DATA UNDER STUDY Start Marker

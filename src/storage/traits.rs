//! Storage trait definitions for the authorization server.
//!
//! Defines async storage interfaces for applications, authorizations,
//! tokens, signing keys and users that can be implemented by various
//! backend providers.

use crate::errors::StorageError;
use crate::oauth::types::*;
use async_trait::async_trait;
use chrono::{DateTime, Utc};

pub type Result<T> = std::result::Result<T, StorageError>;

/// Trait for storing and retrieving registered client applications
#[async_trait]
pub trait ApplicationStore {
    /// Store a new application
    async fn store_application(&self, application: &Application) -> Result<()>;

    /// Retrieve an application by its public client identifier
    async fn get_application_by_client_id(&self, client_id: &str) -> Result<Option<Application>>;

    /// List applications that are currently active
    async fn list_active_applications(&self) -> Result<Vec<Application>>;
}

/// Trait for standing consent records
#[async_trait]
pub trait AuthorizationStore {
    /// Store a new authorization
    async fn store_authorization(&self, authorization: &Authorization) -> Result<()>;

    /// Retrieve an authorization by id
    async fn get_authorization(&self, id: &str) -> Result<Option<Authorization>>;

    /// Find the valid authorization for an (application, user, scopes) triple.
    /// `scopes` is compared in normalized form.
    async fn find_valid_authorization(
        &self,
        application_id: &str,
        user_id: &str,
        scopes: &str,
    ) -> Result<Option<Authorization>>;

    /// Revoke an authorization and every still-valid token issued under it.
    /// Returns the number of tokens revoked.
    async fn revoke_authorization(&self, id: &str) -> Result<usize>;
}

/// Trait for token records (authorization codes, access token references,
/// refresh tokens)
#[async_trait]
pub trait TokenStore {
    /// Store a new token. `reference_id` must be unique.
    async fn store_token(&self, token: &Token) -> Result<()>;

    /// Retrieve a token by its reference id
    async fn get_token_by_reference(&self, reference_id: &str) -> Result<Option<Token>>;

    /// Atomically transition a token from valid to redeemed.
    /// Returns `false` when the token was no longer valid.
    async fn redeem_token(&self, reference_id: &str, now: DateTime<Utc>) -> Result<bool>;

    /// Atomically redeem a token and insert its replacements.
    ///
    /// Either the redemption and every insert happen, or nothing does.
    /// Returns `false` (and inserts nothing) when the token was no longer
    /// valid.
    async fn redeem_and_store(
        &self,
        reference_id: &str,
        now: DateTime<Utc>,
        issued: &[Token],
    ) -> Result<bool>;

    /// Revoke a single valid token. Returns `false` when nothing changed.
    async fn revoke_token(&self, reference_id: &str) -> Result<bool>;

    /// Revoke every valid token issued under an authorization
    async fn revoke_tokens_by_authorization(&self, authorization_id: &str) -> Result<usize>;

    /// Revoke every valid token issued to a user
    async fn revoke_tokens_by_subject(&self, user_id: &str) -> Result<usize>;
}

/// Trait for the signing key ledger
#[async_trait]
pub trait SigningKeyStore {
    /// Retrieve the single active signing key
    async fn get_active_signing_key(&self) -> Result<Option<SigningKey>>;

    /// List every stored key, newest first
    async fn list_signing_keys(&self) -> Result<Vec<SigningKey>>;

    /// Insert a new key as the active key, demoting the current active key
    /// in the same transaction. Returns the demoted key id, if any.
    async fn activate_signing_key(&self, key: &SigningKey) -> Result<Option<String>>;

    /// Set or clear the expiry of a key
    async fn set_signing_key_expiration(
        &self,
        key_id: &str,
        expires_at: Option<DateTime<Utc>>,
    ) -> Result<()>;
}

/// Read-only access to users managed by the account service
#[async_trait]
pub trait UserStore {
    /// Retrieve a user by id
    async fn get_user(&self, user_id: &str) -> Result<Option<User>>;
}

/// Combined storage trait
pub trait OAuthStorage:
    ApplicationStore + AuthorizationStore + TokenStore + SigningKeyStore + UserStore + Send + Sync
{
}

DATA UNDER STUDY End Marker
DATA UNDER STUDY Start Marker

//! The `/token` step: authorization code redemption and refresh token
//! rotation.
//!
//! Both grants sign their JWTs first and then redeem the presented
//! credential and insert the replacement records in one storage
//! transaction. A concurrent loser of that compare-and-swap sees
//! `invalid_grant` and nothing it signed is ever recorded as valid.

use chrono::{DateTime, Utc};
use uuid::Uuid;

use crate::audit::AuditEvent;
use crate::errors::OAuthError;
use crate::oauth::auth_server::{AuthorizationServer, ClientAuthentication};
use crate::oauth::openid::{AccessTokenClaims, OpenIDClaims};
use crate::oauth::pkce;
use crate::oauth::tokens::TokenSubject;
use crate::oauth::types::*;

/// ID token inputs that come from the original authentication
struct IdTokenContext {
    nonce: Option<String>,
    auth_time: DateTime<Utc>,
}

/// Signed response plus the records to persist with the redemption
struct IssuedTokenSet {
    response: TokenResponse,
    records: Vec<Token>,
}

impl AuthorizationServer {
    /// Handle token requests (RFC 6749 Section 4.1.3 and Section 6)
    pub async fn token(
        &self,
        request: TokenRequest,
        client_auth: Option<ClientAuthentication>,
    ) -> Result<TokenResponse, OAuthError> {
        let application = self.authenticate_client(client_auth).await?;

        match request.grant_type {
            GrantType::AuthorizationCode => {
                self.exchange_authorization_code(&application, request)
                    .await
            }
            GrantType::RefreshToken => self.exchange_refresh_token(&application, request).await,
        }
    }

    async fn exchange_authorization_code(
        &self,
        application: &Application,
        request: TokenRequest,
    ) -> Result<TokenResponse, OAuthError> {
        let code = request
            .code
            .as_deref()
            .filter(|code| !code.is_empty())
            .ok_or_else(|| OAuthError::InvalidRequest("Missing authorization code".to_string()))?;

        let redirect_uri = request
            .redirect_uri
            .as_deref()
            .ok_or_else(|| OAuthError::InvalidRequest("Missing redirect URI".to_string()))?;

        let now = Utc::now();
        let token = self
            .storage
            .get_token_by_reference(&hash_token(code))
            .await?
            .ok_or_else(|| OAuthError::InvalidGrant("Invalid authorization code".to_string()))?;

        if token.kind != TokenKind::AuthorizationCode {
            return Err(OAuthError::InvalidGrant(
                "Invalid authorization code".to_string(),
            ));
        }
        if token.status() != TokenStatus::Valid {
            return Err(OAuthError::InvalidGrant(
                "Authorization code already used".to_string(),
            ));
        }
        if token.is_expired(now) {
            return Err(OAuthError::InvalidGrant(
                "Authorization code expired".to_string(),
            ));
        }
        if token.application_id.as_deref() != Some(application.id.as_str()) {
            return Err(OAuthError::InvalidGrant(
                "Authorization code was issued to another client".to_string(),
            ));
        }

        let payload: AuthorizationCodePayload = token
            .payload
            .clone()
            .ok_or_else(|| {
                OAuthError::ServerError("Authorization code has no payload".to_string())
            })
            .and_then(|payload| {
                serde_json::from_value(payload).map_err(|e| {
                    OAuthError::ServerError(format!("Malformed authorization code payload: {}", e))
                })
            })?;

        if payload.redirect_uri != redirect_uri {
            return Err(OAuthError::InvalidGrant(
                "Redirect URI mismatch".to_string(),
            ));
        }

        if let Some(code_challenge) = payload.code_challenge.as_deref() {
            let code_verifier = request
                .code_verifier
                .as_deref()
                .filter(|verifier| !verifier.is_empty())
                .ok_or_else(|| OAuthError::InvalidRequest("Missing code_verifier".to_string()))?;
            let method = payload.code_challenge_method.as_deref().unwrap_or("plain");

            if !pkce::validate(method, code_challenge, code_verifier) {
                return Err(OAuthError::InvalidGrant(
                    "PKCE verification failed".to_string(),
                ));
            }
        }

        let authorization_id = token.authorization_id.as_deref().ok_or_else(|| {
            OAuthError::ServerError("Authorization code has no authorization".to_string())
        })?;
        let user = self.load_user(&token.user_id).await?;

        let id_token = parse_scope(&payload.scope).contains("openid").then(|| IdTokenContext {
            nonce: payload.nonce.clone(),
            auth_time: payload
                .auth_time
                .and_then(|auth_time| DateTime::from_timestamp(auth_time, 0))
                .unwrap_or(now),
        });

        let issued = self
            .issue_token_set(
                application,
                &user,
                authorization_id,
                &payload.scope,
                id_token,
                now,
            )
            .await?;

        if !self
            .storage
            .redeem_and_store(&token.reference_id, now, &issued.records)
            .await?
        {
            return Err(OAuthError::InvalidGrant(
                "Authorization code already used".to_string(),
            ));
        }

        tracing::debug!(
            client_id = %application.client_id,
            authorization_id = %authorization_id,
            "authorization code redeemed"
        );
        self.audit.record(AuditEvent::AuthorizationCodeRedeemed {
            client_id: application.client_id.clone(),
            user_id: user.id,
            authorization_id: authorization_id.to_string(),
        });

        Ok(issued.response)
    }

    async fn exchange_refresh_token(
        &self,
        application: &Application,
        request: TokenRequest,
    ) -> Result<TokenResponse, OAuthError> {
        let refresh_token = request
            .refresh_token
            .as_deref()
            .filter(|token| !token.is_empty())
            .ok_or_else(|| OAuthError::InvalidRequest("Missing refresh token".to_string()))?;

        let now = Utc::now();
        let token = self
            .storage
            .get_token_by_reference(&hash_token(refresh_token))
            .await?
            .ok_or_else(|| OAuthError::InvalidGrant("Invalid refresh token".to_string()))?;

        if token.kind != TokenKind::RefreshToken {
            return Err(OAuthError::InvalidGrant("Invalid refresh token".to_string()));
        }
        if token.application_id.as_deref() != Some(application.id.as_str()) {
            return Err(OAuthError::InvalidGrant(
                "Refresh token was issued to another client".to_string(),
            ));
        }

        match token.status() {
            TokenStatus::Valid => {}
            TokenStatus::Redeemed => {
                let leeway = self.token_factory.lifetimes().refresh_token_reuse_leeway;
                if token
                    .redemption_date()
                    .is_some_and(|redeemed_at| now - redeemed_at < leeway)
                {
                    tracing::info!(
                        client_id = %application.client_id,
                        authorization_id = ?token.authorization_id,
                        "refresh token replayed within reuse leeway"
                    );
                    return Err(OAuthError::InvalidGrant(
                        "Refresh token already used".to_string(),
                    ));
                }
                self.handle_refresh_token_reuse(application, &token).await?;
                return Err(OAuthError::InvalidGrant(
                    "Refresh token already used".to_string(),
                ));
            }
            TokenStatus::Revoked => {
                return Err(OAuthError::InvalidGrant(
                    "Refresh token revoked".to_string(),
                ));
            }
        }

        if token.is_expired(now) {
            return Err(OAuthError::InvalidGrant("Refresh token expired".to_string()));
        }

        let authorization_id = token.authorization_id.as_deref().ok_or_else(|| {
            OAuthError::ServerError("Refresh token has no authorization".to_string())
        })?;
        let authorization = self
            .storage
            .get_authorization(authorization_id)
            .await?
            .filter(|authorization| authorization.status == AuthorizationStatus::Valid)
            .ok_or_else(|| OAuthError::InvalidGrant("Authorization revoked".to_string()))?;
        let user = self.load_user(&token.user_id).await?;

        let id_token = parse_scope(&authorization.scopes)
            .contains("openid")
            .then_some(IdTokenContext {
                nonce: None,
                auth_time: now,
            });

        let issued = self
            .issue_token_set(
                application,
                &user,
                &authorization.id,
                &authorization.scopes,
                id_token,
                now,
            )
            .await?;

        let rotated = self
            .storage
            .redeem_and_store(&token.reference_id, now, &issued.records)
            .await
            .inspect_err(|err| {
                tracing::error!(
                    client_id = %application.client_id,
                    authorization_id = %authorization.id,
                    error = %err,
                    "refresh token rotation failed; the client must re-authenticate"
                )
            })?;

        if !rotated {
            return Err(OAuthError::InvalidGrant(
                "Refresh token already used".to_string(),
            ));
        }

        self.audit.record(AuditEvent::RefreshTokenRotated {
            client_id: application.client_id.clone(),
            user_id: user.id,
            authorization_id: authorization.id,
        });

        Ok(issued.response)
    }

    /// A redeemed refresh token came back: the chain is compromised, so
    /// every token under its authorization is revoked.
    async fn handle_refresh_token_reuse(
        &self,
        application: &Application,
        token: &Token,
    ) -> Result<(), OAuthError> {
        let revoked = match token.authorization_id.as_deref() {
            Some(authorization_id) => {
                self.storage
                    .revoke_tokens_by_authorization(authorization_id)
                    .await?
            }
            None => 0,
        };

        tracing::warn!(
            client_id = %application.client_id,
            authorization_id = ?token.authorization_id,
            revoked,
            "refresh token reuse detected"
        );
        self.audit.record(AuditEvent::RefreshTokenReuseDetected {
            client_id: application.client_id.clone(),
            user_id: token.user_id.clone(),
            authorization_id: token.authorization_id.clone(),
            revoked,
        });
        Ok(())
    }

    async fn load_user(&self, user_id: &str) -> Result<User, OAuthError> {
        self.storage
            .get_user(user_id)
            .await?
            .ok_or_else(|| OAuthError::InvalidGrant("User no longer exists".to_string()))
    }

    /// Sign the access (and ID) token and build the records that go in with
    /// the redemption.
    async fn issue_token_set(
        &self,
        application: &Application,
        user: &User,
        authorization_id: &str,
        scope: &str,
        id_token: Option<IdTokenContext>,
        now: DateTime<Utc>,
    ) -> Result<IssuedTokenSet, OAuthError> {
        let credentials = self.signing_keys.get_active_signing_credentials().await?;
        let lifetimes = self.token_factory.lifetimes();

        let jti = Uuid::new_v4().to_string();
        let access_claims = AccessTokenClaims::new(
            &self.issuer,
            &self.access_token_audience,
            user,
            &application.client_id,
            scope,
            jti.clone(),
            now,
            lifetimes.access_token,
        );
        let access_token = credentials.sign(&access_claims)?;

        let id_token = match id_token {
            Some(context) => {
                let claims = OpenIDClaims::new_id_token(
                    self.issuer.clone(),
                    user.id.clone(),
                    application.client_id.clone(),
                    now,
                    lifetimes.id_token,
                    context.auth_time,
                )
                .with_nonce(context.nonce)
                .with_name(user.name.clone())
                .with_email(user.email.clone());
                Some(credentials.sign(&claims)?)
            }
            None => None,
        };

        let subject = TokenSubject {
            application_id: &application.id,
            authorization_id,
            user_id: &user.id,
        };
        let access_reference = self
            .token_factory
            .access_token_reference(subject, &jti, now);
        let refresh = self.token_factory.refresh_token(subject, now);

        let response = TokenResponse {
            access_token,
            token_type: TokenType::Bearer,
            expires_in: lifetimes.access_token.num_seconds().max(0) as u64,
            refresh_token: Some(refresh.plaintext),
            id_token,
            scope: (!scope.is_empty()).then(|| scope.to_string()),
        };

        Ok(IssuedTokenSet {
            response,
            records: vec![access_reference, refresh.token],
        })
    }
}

DATA UNDER STUDY End Marker

### DIRECTIONS
In the entries above, count the lines that include "must" and write nothing but that number.

### ANSWER BOX
2